David Girmann, a consultant with Strategy & Resources, said the process can be like “chasing squirrels.”
So the Technology Tools for Today (T3) Conference, perhaps the largest industry event focused solely on wealth management technology, kicked off Wednesday in Ft. Lauderdale, Florida, with a panel of consultants offering advice on buying, implementing and adopting technology, and what can happen if it goes wrong.
“When I walk into one these conferences, especially the exhibit halls… I find it overwhelming,” said Matt Lynch, the managing partner of Strategy & Resources. Although new technology can help a firm improve its operational efficiency, Lynch said it always leads to at least some buyer’s remorse.
“More often than not it’s a disruption to the business, at least in the [short] term,” Lynch said, adding that its not the tool’s fault, but the process of implementing change. “It disrupts the ongoing growth; creates friction among teams of employees and managers and senior folks in the firm.”
Lynch said he has data showing that despite an increased spending on technology, there isn’t much improvement in terms of margins. And this can devastate a smaller firm making a large investment in a new tech product.
San Francisco area-based consultant Mark Lopez said there are four common pitfalls when it comes to advisors and technology: not spending enough time on due diligence with tech vendors; underestimating integration time; thinking about the staffing and project management aspect of implementation; and getting advisors to actually adopt the technology.
Every RIA has different goals with technology, said Marion Asnes, the president of New York-based consultancy Idea Refinery. She recommended advisors narrow them down to a single, most-important priority by examining the structure of the firm (for example, teams versus individuals) and needs of the client.
“Then the question that comes after that is, ‘how can I deploy technology to accomplish the mindless tasks I don’t want to do so I can free to do the real work,’” Asnes said. “Then, you’re going to have a real plan for deploying technology.”
Not every firm can or should be an early adopter.
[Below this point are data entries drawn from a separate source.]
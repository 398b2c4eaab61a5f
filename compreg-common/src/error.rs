//! Common error types for compreg

use thiserror::Error;

/// Common result type for compreg operations
pub type Result<T> = std::result::Result<T, Error>;

/// Common error types shared by the pipeline crates
#[derive(Error, Debug)]
pub enum Error {
    /// Database operation error (wraps sqlx::Error)
    #[cfg(feature = "sqlx")]
    #[error("Database error: {0}")]
    Database(#[from] sqlx::Error),

    /// I/O operation error (wraps std::io::Error)
    #[error("IO error: {0}")]
    Io(#[from] std::io::Error),

    /// JSON encode/decode error
    #[error("JSON error: {0}")]
    Json(#[from] serde_json::Error),

    /// Configuration loading or validation error
    #[error("Configuration error: {0}")]
    Config(String),

    /// Tenant or record missing from the shared store
    #[error("Not found: {0}")]
    NotFound(String),

    /// Row or record with an out-of-range or malformed field
    #[error("Invalid input: {0}")]
    InvalidInput(String),
}
//! PATCH: reference new artifacts from the generated registry index
//!
//! A structural problem with the index file fails this stage only. The file
//! is left exactly as it was.

use super::{elapsed_ms, skip, steps, PipelineOrchestrator};
use crate::models::{RegistryPatchResult, RunSummary, StepStatus};
use crate::services::registry_patcher::RegistryPatcher;
use std::time::Instant;

impl PipelineOrchestrator {
    pub(super) fn phase_patching(&self, identifiers: &[String], summary: &mut RunSummary) {
        if self.options.dry_run {
            skip(summary, steps::PATCH, "dry run");
            return;
        }
        if identifiers.is_empty() {
            summary.results.registry = RegistryPatchResult::unchanged();
            summary.record_step(steps::PATCH, StepStatus::Success, "no new references", 0);
            return;
        }

        let started = Instant::now();
        let patched = RegistryPatcher::new(&self.patcher_config.anchor_pattern, self.patcher_config.import_prefix.clone())
            .and_then(|patcher| patcher.patch_file(&self.index_file, identifiers));

        match patched {
            Ok(result) => {
                summary.record_step(
                    steps::PATCH,
                    StepStatus::Success,
                    format!("{} entr(ies) added", result.new_entries),
                    elapsed_ms(started),
                );
                summary.results.registry = result;
            }
            Err(e) => {
                tracing::error!(path = %self.index_file.display(), error = %e, "Registry patch failed");
                let unit = self.index_file.display().to_string();
                summary.record_error(steps::PATCH, Some(&unit), e.to_string());
                summary.record_step(steps::PATCH, StepStatus::Error, e.to_string(), elapsed_ms(started));
                summary.results.registry = RegistryPatchResult::unchanged();
            }
        }
    }
}
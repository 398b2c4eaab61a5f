//! Canonical registry loading
//!
//! Reads every descriptor record once and builds three indices. The diff
//! engine only ever asks the resulting [`RegistryIndex`]; it never goes back
//! to the store.

use crate::types::RegistryStore;
use compreg_common::Result;
use serde_json::Value;
use std::collections::{BTreeMap, BTreeSet};

/// Category bucket for records that don't declare one
pub const UNCATEGORIZED: &str = "uncategorized";

/// The parts of a descriptor record the pipeline relies on
#[derive(Debug, Clone, PartialEq)]
pub struct RegistryEntry {
    pub id: String,
    pub component_type: String,
    pub category: String,
    pub location: String,
}

/// In-memory indices over the canonical registry
#[derive(Debug, Clone, Default, PartialEq)]
pub struct RegistryIndex {
    pub by_id: BTreeMap<String, RegistryEntry>,
    pub by_type: BTreeMap<String, Vec<String>>,
    pub by_category: BTreeMap<String, Vec<String>>,
    /// One message per excluded record
    pub warnings: Vec<String>,
}

impl RegistryIndex {
    pub fn has_type(&self, component_type: &str) -> bool {
        self.by_type.contains_key(component_type)
    }

    pub fn all_types(&self) -> BTreeSet<&str> {
        self.by_type.keys().map(String::as_str).collect()
    }

    pub fn ids_for_type(&self, component_type: &str) -> &[String] {
        self.by_type
            .get(component_type)
            .map(Vec::as_slice)
            .unwrap_or(&[])
    }

    pub fn len(&self) -> usize {
        self.by_id.len()
    }

    pub fn is_empty(&self) -> bool {
        self.by_id.is_empty()
    }

    fn insert(&mut self, entry: RegistryEntry) {
        self.by_type
            .entry(entry.component_type.clone())
            .or_default()
            .push(entry.id.clone());
        self.by_category
            .entry(entry.category.clone())
            .or_default()
            .push(entry.id.clone());
        self.by_id.insert(entry.id.clone(), entry);
    }
}

/// Loads the registry store into a [`RegistryIndex`]
pub struct RegistryLoader<'a> {
    store: &'a dyn RegistryStore,
}

impl<'a> RegistryLoader<'a> {
    pub fn new(store: &'a dyn RegistryStore) -> Self {
        Self { store }
    }

    /// Read all records; malformed ones are excluded with a warning
    pub fn load_all(&self) -> Result<RegistryIndex> {
        let mut index = RegistryIndex::default();

        for raw in self.store.list_descriptors()? {
            let body = match raw.body {
                Ok(body) => body,
                Err(e) => {
                    tracing::warn!(location = %raw.location, error = %e, "Unparseable descriptor, excluded");
                    index.warnings.push(format!("{}: unparseable descriptor ({})", raw.location, e));
                    continue;
                }
            };

            let id = non_empty_str(&body, "id");
            let component_type = non_empty_str(&body, "type");
            let (id, component_type) = match (id, component_type) {
                (Some(id), Some(t)) => (id, t),
                (id, t) => {
                    let missing = match (id, t) {
                        (None, None) => "id and type",
                        (None, _) => "id",
                        _ => "type",
                    };
                    tracing::warn!(location = %raw.location, missing, "Descriptor missing required field, excluded");
                    index
                        .warnings
                        .push(format!("{}: descriptor missing {}", raw.location, missing));
                    continue;
                }
            };

            if index.by_id.contains_key(&id) {
                tracing::warn!(location = %raw.location, id = %id, "Duplicate descriptor id, excluded");
                index
                    .warnings
                    .push(format!("{}: duplicate descriptor id '{}'", raw.location, id));
                continue;
            }

            let category = non_empty_str(&body, "category").unwrap_or_else(|| UNCATEGORIZED.to_string());
            index.insert(RegistryEntry {
                id,
                component_type,
                category,
                location: raw.location,
            });
        }

        tracing::info!(
            descriptors = index.len(),
            types = index.by_type.len(),
            excluded = index.warnings.len(),
            "Registry loaded"
        );

        Ok(index)
    }
}

fn non_empty_str(body: &Value, field: &str) -> Option<String> {
    body.get(field)
        .and_then(Value::as_str)
        .map(str::trim)
        .filter(|s| !s.is_empty())
        .map(str::to_string)
}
For some, the first step in the plan would be hiring the right person, or making the right partnership, to guide the firm in the digital age. Advisors might even need to adjust their thinking on the kind of advisors they hire.
“The biggest problem that I see is that less than 5 percent of firms have anyone on their team that has the instinct to really drive change with technology,” said Marty Miller, a practice management coach and owner of Clear Path Consulting. Miller said in her experience, at least 90 percent of team members at RIAs are great at fact finding and following up, but resistant to change. And that includes millennials, so don’t assume a young hire will instantly know the way forward with technology.
Resistance to change leads to stress when change eventually happens, and this stress can lead to a failed implementation.
Lynch this can be avoided with better planning and just thinking more about what the new technology will replace on both the human and digital levels. Firms not experienced with technology tend to underestimate the challenge of implementation and the impact that even minor changes can have on a team. Advisors need to assess where they stand today and really decide if new technology is a need or a nice-to-have.